I have a question regarding the chimera slayer output. After getting it to work, I proceeded to analyse my data using two different macs, to speed things up. I noticed after installing the latest release of mothur for mac (1.12.3) many more chimeras were being found in the same data than with v1.12.0 which I was originally using. Is this normal, for example, in a file with 2155 sequences, v1.12.0 found 55 chimeras, and v1.12.3 found 767. That seems a little strange to me. The data was processed in the manner you described in the previous post. I am not sure why the large discrepancy is occurring.

thanks,
Tris

Ah, it looks like a feature for 1.13 was added to one of the patches to 1.12. We changed the default from minsnp=10 to minsnp=100. As you noticed, the number of detected chimeras goes up. Using the testing platform described by the original developers, minsnp=100 does a better job of detecting chimeras without having additional false positives. Also, I just noticed that I had a typo regarding the database that should be used. We have found that the silva.bacteria.fasta database will increase the number of false positives. Instead, please use the silva-aligned gold database. The gold database was created by the original developers. The only difference is that theirs is aligned using the greengenes reference and ours is to the silva reference.

Hopefully, it goes without saying that when it comes to putative chimeras, you should do some due diligence and double check that chimera calls make sense.
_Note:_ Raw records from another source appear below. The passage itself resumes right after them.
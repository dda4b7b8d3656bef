//! ---
//! scada_section: "02-control-channel-data-model"
//! scada_subsection: "module"
//! scada_type: "source"
//! scada_scope: "code"
//! scada_description: "Shared data model and control-channel framing."
//! scada_version: "v0.1.0"
//! scada_owner: "tbd"
//! ---
use std::collections::BTreeMap;

use chrono::{DateTime, Utc};
use serde::{Deserialize, Serialize};
use serde_json::Value as JsonValue;
use uuid::Uuid;

use crate::model::{BreakerState, ConnectionRecord, NodeDescriptor, TelemetrySample};
use crate::SCHEMA_VERSION;

/// Frames exchanged on the persistent control channel (§ wire contract).
///
/// `Hello`, `Snapshot`, `Telemetry`, `Event`, `ConnectionReport` and `Reply`
/// travel RTU→master; `Command` travels master→RTU; `Heartbeat` travels both
/// ways. Unknown kinds are rejected at the boundary by serde.
#[derive(Debug, Clone, PartialEq, Serialize, Deserialize)]
#[serde(tag = "kind", content = "data", rename_all = "snake_case")]
pub enum Frame {
    /// First frame after accept: node identity plus current state.
    Hello {
        /// Protocol schema version spoken by the RTU.
        schema_version: u16,
        /// Static node description.
        descriptor: NodeDescriptor,
        /// Breaker states keyed by breaker id.
        breaker_states: BTreeMap<String, BreakerState>,
        /// Next telemetry sequence number the RTU will emit.
        next_sequence: u64,
    },
    /// Full state sent on request after a reconnect.
    Snapshot {
        /// Latest sample, if one has been taken.
        latest: Option<TelemetrySample>,
        /// Breaker states keyed by breaker id.
        breaker_states: BTreeMap<String, BreakerState>,
    },
    /// Periodic telemetry push.
    Telemetry(TelemetrySample),
    /// Asynchronous event (breaker change, locally decided alarm).
    Event(RtuEvent),
    /// Report of an inbound protocol client accept or close.
    ConnectionReport(ConnectionRecord),
    /// Command issued by the master.
    Command(CommandFrame),
    /// Reply to a command, correlated by `request_id`.
    Reply(ReplyFrame),
    /// Liveness signal.
    Heartbeat {
        /// Sender timestamp.
        timestamp: DateTime<Utc>,
    },
}

impl Frame {
    /// Build a `Hello` frame with the current schema version.
    pub fn hello(
        descriptor: NodeDescriptor,
        breaker_states: BTreeMap<String, BreakerState>,
        next_sequence: u64,
    ) -> Self {
        Frame::Hello {
            schema_version: SCHEMA_VERSION,
            descriptor,
            breaker_states,
            next_sequence,
        }
    }

    /// Build a heartbeat stamped now.
    pub fn heartbeat() -> Self {
        Frame::Heartbeat {
            timestamp: Utc::now(),
        }
    }

    /// Frame kind as a static string, for logging and metrics labels.
    pub fn kind(&self) -> &'static str {
        match self {
            Frame::Hello { .. } => "hello",
            Frame::Snapshot { .. } => "snapshot",
            Frame::Telemetry(_) => "telemetry",
            Frame::Event(_) => "event",
            Frame::ConnectionReport(_) => "connection_report",
            Frame::Command(_) => "command",
            Frame::Reply(_) => "reply",
            Frame::Heartbeat { .. } => "heartbeat",
        }
    }
}

/// Events an RTU pushes outside the sampling cadence.
#[derive(Debug, Clone, PartialEq, Serialize, Deserialize)]
#[serde(tag = "event", rename_all = "snake_case")]
pub enum RtuEvent {
    /// A breaker changed state.
    BreakerChanged {
        /// Breaker identifier within the node.
        breaker_id: String,
        /// New state.
        state: BreakerState,
        /// Cause (`command`, `protection_trip`, `isolate`, ...).
        reason: String,
        /// When the transition happened.
        timestamp: DateTime<Utc>,
    },
    /// An alarm condition decided locally on the RTU.
    Alarm {
        /// Alarm code, e.g. `THERMAL_TRIP`.
        code: String,
        /// Severity name understood by the master's alarm engine.
        severity: String,
        /// Human readable description.
        message: String,
        /// Structured context.
        #[serde(default)]
        details: JsonValue,
        /// When the condition was detected.
        timestamp: DateTime<Utc>,
    },
}

/// Requested direction of a breaker operation.
#[derive(Debug, Clone, Copy, PartialEq, Eq, Serialize, Deserialize)]
#[serde(rename_all = "lowercase")]
pub enum BreakerAction {
    /// Open the breaker.
    Open,
    /// Close the breaker.
    Close,
}

impl BreakerAction {
    /// Breaker state resulting from this action.
    pub fn target_state(self) -> BreakerState {
        match self {
            BreakerAction::Open => BreakerState::Open,
            BreakerAction::Close => BreakerState::Closed,
        }
    }
}

/// Commands the master may issue to an RTU.
#[derive(Debug, Clone, PartialEq, Serialize, Deserialize)]
#[serde(tag = "command", rename_all = "snake_case")]
pub enum Command {
    /// Execute the operate phase of an armed SBO session.
    SboOperate {
        /// Target breaker.
        breaker_id: String,
        /// Direction to drive it.
        action: BreakerAction,
    },
    /// Open every breaker owned by the node.
    Isolate,
    /// Refuse further connections from the address.
    Block {
        /// Address to refuse.
        client_ip: String,
    },
    /// Round-trip liveness probe.
    Ping,
}

/// Command envelope carrying the correlation id.
#[derive(Debug, Clone, PartialEq, Serialize, Deserialize)]
pub struct CommandFrame {
    /// Correlation id echoed in the reply.
    pub request_id: Uuid,
    /// The command itself.
    pub command: Command,
}

impl CommandFrame {
    /// Wrap a command with a fresh correlation id.
    pub fn new(command: Command) -> Self {
        Self {
            request_id: Uuid::new_v4(),
            command,
        }
    }
}

/// Result of a command execution on the RTU.
#[derive(Debug, Clone, Copy, PartialEq, Eq, Serialize, Deserialize)]
pub enum CommandOutcome {
    /// Executed as requested.
    Success,
    /// Refused or failed locally.
    Failure,
}

/// Reply to a [`CommandFrame`].
#[derive(Debug, Clone, PartialEq, Serialize, Deserialize)]
pub struct ReplyFrame {
    /// Correlation id of the command being answered.
    pub request_id: Uuid,
    /// Outcome.
    pub result: CommandOutcome,
    /// Breaker state after the command, where applicable.
    #[serde(default, skip_serializing_if = "Option::is_none")]
    pub new_state: Option<BreakerState>,
    /// Local execution time in milliseconds.
    pub response_time_ms: u64,
    /// Failure explanation, empty on success.
    #[serde(default)]
    pub message: String,
}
Although not published yet, the developers report (and I can confirm) that about 20% or fewer of the reads in a 454 run are chimeric under normal PCR conditions. So while 767 of 2155 looks like a lot (36%), keep in mind that if you are using a name file, then most of the 767 sequences are probably singletons and doubletons and the other 1400 sequences are higher frequency. This should drop the percentage below 20%.

Hi Pat,

Thanks for the quick reply. That now makes sense, I was panicking for a while at the huge jump!

thanks again,
Tris